▶ Exercise requirements: Every entry here needs to be repeated exactly.

[[ Data extracts open ]]

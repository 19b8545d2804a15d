//! Command-line interface for palcheck
//!
//! Parses flags, resolves configuration, sets up logging, and runs one
//! palindrome check against stdin/stdout.

use anyhow::{Context, Result};
use clap::Parser;
use clap::builder::PossibleValuesParser;
use serde::Serialize;
use std::io::{self, Write};
use std::path::PathBuf;
use strum::VariantNames;
use tracing::debug;

use crate::logging::init_tracing;
use crate::types::ErrorKind;
use crate::report::ERROR_SCHEMA_VERSION;
use crate::{
    CliArgs, Config, ExitCode, IntWidth, OutputMode, OverflowPolicy, PalcheckError,
    PalindromeChecker, UserFriendlyError, emit_jcs,
};

/// palcheck - report whether an integer's decimal digits form a palindrome
#[derive(Parser, Debug)]
#[command(name = "palcheck")]
#[command(about = "Read an integer from stdin and report whether it is a palindrome")]
#[command(long_about = r#"
palcheck prompts for one integer, reverses its decimal digits by repeated
division (truncating toward zero), and reports whether the reversal equals the
original value.

EXAMPLES:
  # Check a number typed at the prompt
  palcheck

  # Check a piped number
  echo 12321 | palcheck

  # Machine-readable output (no prompt)
  echo -121 | palcheck --json

  # Treat an unrepresentable reversal as an error
  echo 1000000009 | palcheck --overflow error

CONFIGURATION:
  Configuration is loaded with precedence: CLI flags > config file > defaults
  Config file is --config, else $PALCHECK_CONFIG, else the nearest
  .palcheck/config.toml found searching upward from the current directory

EXIT CODES:
  0 check completed, 2 bad arguments or configuration,
  3 input is not an integer of the selected width, 4 reversal overflowed
"#)]
#[command(version)]
pub struct Cli {
    /// Path to configuration file (overrides discovery)
    #[arg(long)]
    pub config: Option<PathBuf>,

    /// Integer width to parse and reverse in
    #[arg(long, value_parser = PossibleValuesParser::new(IntWidth::VARIANTS.iter().copied()))]
    pub width: Option<String>,

    /// What to do when the reversal does not fit the width
    #[arg(long, value_parser = PossibleValuesParser::new(OverflowPolicy::VARIANTS.iter().copied()))]
    pub overflow: Option<String>,

    /// Emit the result as canonical JSON instead of the prompt and message
    #[arg(long)]
    pub json: bool,

    /// Enable debug logging on stderr
    #[arg(short, long)]
    pub verbose: bool,

    /// Print the effective configuration and exit without reading input
    #[arg(long)]
    pub print_config: bool,
}

impl Cli {
    fn to_cli_args(&self) -> CliArgs {
        CliArgs {
            config_path: self.config.clone(),
            width: self.width.clone(),
            overflow: self.overflow.clone(),
            verbose: Some(self.verbose),
            json: Some(self.json),
        }
    }
}

/// Error body emitted on stdout in JSON mode.
#[derive(Debug, Serialize)]
struct ErrorOutput {
    schema_version: &'static str,
    error: ErrorBody,
}

#[derive(Debug, Serialize)]
struct ErrorBody {
    kind: ErrorKind,
    message: String,
}

/// Entry point used by `main`. Returns the exit code on failure.
pub fn run() -> Result<(), ExitCode> {
    let cli = Cli::parse();
    run_with(&cli, &mut io::stdin().lock(), &mut io::stdout().lock())
}

/// Run with explicit streams. Errors are reported to stderr (and `output` in
/// JSON mode) before the exit code is returned.
pub fn run_with<R: io::BufRead, W: Write>(
    cli: &Cli,
    input: &mut R,
    output: &mut W,
) -> Result<(), ExitCode> {
    let config = match Config::discover(&cli.to_cli_args()) {
        Ok(config) => config,
        Err(err) => return Err(report_error(&err, cli.json, output)),
    };

    // Initialized after discovery so `verbose` from a config file applies.
    // A second initialization (e.g. in tests) is harmless.
    let _ = init_tracing(config.verbose);
    debug!(
        config_path = ?config.config_path,
        config_source = ?config.source_attribution.get("config_path"),
        width = %config.width,
        overflow = %config.overflow,
        "Resolved configuration"
    );

    if cli.print_config {
        return print_config(&config, output).map_err(|e| {
            eprintln!("Error: {e:#}");
            ExitCode::INTERNAL
        });
    }

    let mode = if config.json {
        OutputMode::Json
    } else {
        OutputMode::Text
    };
    let checker = PalindromeChecker::new(config.width, config.overflow).with_mode(mode);

    match checker.run(input, output) {
        Ok(_) => Ok(()),
        Err(err) => Err(report_error(&err, config.json, output)),
    }
}

fn report_error<W: Write>(err: &PalcheckError, json: bool, output: &mut W) -> ExitCode {
    debug!(category = %err.category(), kind = ?err.kind(), "Reporting error");
    eprint!("{}", err.display_for_user());

    if json {
        let body = ErrorOutput {
            schema_version: ERROR_SCHEMA_VERSION,
            error: ErrorBody {
                kind: err.kind(),
                message: err.to_string(),
            },
        };
        let written = emit_jcs(&body)
            .and_then(|line| writeln!(output, "{line}").map_err(anyhow::Error::from));
        if let Err(e) = written {
            // The original error's exit code still wins.
            eprintln!("Error: failed to write JSON error body: {e:#}");
        }
    }

    err.to_exit_code()
}

fn print_config<W: Write>(config: &Config, output: &mut W) -> Result<()> {
    let effective = config.effective_config();

    if config.json {
        let line = emit_jcs(&effective).context("Failed to encode effective configuration")?;
        writeln!(output, "{line}").context("Failed to write effective configuration")?;
        return Ok(());
    }

    for (key, entry) in &effective {
        writeln!(output, "{key} = {} ({})", entry.value, entry.source.label())
            .context("Failed to write effective configuration")?;
    }
    Ok(())
}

[[ Data extracts closed ]]

▶ Result of the task:
repository 19b8545d2804a15d
//! Command-line interface for palcheck
//!
//! Parses flags, resolves configuration, sets up logging, and runs one
//! palindrome check against stdin/stdout.

use anyhow::{Context, Result};
use clap::Parser;
use clap::builder::PossibleValuesParser;
use serde::Serialize;
use std::io::{self, Write};
use std::path::PathBuf;
use strum::VariantNames;
use tracing::debug;

use crate::logging::init_tracing;
use crate::types::ErrorKind;
use crate::report::ERROR_SCHEMA_VERSION;
use crate::{
    CliArgs, Config, ExitCode, IntWidth, OutputMode, OverflowPolicy, PalcheckError,
    PalindromeChecker, UserFriendlyError, emit_jcs,
};

/// palcheck - report whether an integer's decimal digits form a palindrome
#[derive(Parser, Debug)]
#[command(name = "palcheck")]
#[command(about = "Read an integer from stdin and report whether it is a palindrome")]
#[command(long_about = r#"
palcheck prompts for one integer, reverses its decimal digits by repeated
division (truncating toward zero), and reports whether the reversal equals the
original value.

EXAMPLES:
  # Check a number typed at the prompt
  palcheck

  # Check a piped number
  echo 12321 | palcheck

  # Machine-readable output (no prompt)
  echo -121 | palcheck --json

  # Treat an unrepresentable reversal as an error
  echo 1000000009 | palcheck --overflow error

CONFIGURATION:
  Configuration is loaded with precedence: CLI flags > config file > defaults
  Config file is --config, else $PALCHECK_CONFIG, else the nearest
  .palcheck/config.toml found searching upward from the current directory

EXIT CODES:
  0 check completed, 2 bad arguments or configuration,
  3 input is not an integer of the selected width, 4 reversal overflowed
"#)]
#[command(version)]
pub struct Cli {
    /// Path to configuration file (overrides discovery)
    #[arg(long)]
    pub config: Option<PathBuf>,

    /// Integer width to parse and reverse in
    #[arg(long, value_parser = PossibleValuesParser::new(IntWidth::VARIANTS.iter().copied()))]
    pub width: Option<String>,

    /// What to do when the reversal does not fit the width
    #[arg(long, value_parser = PossibleValuesParser::new(OverflowPolicy::VARIANTS.iter().copied()))]
    pub overflow: Option<String>,

    /// Emit the result as canonical JSON instead of the prompt and message
    #[arg(long)]
    pub json: bool,

    /// Enable debug logging on stderr
    #[arg(short, long)]
    pub verbose: bool,

    /// Print the effective configuration and exit without reading input
    #[arg(long)]
    pub print_config: bool,
}

impl Cli {
    fn to_cli_args(&self) -> CliArgs {
        CliArgs {
            config_path: self.config.clone(),
            width: self.width.clone(),
            overflow: self.overflow.clone(),
            verbose: Some(self.verbose),
            json: Some(self.json),
        }
    }
}

/// Error body emitted on stdout in JSON mode.
#[derive(Debug, Serialize)]
struct ErrorOutput {
    schema_version: &'static str,
    error: ErrorBody,
}

#[derive(Debug, Serialize)]
struct ErrorBody {
    kind: ErrorKind,
    message: String,
}

/// Entry point used by `main`. Returns the exit code on failure.
pub fn run() -> Result<(), ExitCode> {
    let cli = Cli::parse();
    run_with(&cli, &mut io::stdin().lock(), &mut io::stdout().lock())
}

/// Run with explicit streams. Errors are reported to stderr (and `output` in
/// JSON mode) before the exit code is returned.
pub fn run_with<R: io::BufRead, W: Write>(
    cli: &Cli,
    input: &mut R,
    output: &mut W,
) -> Result<(), ExitCode> {
    let config = match Config::discover(&cli.to_cli_args()) {
        Ok(config) => config,
        Err(err) => return Err(report_error(&err, cli.json, output)),
    };

    // Initialized after discovery so `verbose` from a config file applies.
    // A second initialization (e.g. in tests) is harmless.
    let _ = init_tracing(config.verbose);
    debug!(
        config_path = ?config.config_path,
        config_source = ?config.source_attribution.get("config_path"),
        width = %config.width,
        overflow = %config.overflow,
        "Resolved configuration"
    );

    if cli.print_config {
        return print_config(&config, output).map_err(|e| {
            eprintln!("Error: {e:#}");
            ExitCode::INTERNAL
        });
    }

    let mode = if config.json {
        OutputMode::Json
    } else {
        OutputMode::Text
    };
    let checker = PalindromeChecker::new(config.width, config.overflow).with_mode(mode);

    match checker.run(input, output) {
        Ok(_) => Ok(()),
        Err(err) => Err(report_error(&err, config.json, output)),
    }
}

fn report_error<W: Write>(err: &PalcheckError, json: bool, output: &mut W) -> ExitCode {
    debug!(category = %err.category(), kind = ?err.kind(), "Reporting error");
    eprint!("{}", err.display_for_user());

    if json {
        let body = ErrorOutput {
            schema_version: ERROR_SCHEMA_VERSION,
            error: ErrorBody {
                kind: err.kind(),
                message: err.to_string(),
            },
        };
        let written = emit_jcs(&body)
            .and_then(|line| writeln!(output, "{line}").map_err(anyhow::Error::from));
        if let Err(e) = written {
            // The original error's exit code still wins.
            eprintln!("Error: failed to write JSON error body: {e:#}");
        }
    }

    err.to_exit_code()
}

fn print_config<W: Write>(config: &Config, output: &mut W) -> Result<()> {
    let effective = config.effective_config();

    if config.json {
        let line = emit_jcs(&effective).context("Failed to encode effective configuration")?;
        writeln!(output, "{line}").context("Failed to write effective configuration")?;
        return Ok(());
    }

    for (key, entry) in &effective {
        writeln!(output, "{key} = {} ({})", entry.value, entry.source.label())
            .context("Failed to write effective configuration")?;
    }
    Ok(())
}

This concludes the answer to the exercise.